[Collected data entries]

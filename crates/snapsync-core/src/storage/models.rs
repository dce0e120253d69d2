/// Per-file sync lifecycle recorded on `mirror_file.sync_status`.
#[derive(Debug, Clone, Copy, PartialEq, Eq)]
pub enum FileSyncStatus {
    Pending,
    Syncing,
    Completed,
    Error,
}

impl FileSyncStatus {
    pub fn as_str(&self) -> &'static str {
        match self {
            FileSyncStatus::Pending => "pending",
            FileSyncStatus::Syncing => "syncing",
            FileSyncStatus::Completed => "completed",
            FileSyncStatus::Error => "error",
        }
    }
}

/// Terminal/active states of a `sync_run` row.
#[derive(Debug, Clone, Copy, PartialEq, Eq)]
pub enum RunStatus {
    Running,
    Completed,
    Error,
    Partial,
}

impl RunStatus {
    pub fn as_str(&self) -> &'static str {
        match self {
            RunStatus::Running => "running",
            RunStatus::Completed => "completed",
            RunStatus::Error => "error",
            RunStatus::Partial => "partial",
        }
    }
}

/// A mirrored top-level file (one physical container/unit on the remote side).
#[derive(Debug, Clone)]
pub struct MirrorFile {
    pub id: i64,
    pub remote_id: i64,
    pub scan_code: String,
    pub scan_code_format: Option<String>,
    pub closed: bool,
    pub remote_created_at: Option<String>,
    pub remote_updated_at: Option<String>,
    pub recent_snap_id: Option<i64>,
    pub snap_count: i64,
    pub snap_count_with_damage: i64,
    pub sync_status: String,
    pub sync_error: Option<String>,
    pub last_synced_at: Option<String>,
}

/// One captured photo/document event belonging to a mirrored file.
#[derive(Debug, Clone)]
pub struct Upload {
    pub id: i64,
    pub remote_id: i64,
    pub file_id: i64,
    pub device_nick: Option<String>,
    pub upload_type: Option<String>,
    pub captured_at: Option<String>,
    pub has_damage: bool,
    pub image_url: Option<String>,
    pub thumb_url: Option<String>,
    pub local_image_path: Option<String>,
    pub local_thumb_path: Option<String>,
    pub image_downloaded: bool,
}

/// One synchronization attempt, with progress counters and a terminal status.
#[derive(Debug, Clone)]
pub struct SyncRun {
    pub id: i64,
    pub started_at: String,
    pub finished_at: Option<String>,
    pub status: String,
    pub files_processed: i64,
    pub files_created: i64,
    pub files_updated: i64,
    pub files_failed: i64,
    pub images_downloaded: i64,
    pub images_failed: i64,
    pub total_pages: i64,
    pub current_page: i64,
    pub error_message: Option<String>,
    pub detail: Option<String>,
}

/// In-memory counter block persisted onto a `sync_run` row after every file.
#[derive(Debug, Clone, Copy, Default)]
pub struct RunCounters {
    pub files_processed: u32,
    pub files_created: u32,
    pub files_updated: u32,
    pub files_failed: u32,
    pub images_downloaded: u32,
    pub images_failed: u32,
}

/// Row counts across the mirror, for the stats command.
#[derive(Debug, Clone, Copy, Default)]
pub struct MirrorStats {
    pub files: i64,
    pub files_failed: i64,
    pub uploads: i64,
    pub uploads_with_damage: i64,
    pub uploads_downloaded: i64,
    pub locations: i64,
    pub custom_fields: i64,
    pub form_submits: i64,
    pub workflows: i64,
    pub workflow_steps: i64,
    pub workflow_runs: i64,
    pub workflow_run_steps: i64,
}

WHAT YOU WILL DO :: Once you find the string "enum" in a line of the records, copy that line.

ANSWER SPACE ::
pub enum FileSyncStatus {
pub enum RunStatus {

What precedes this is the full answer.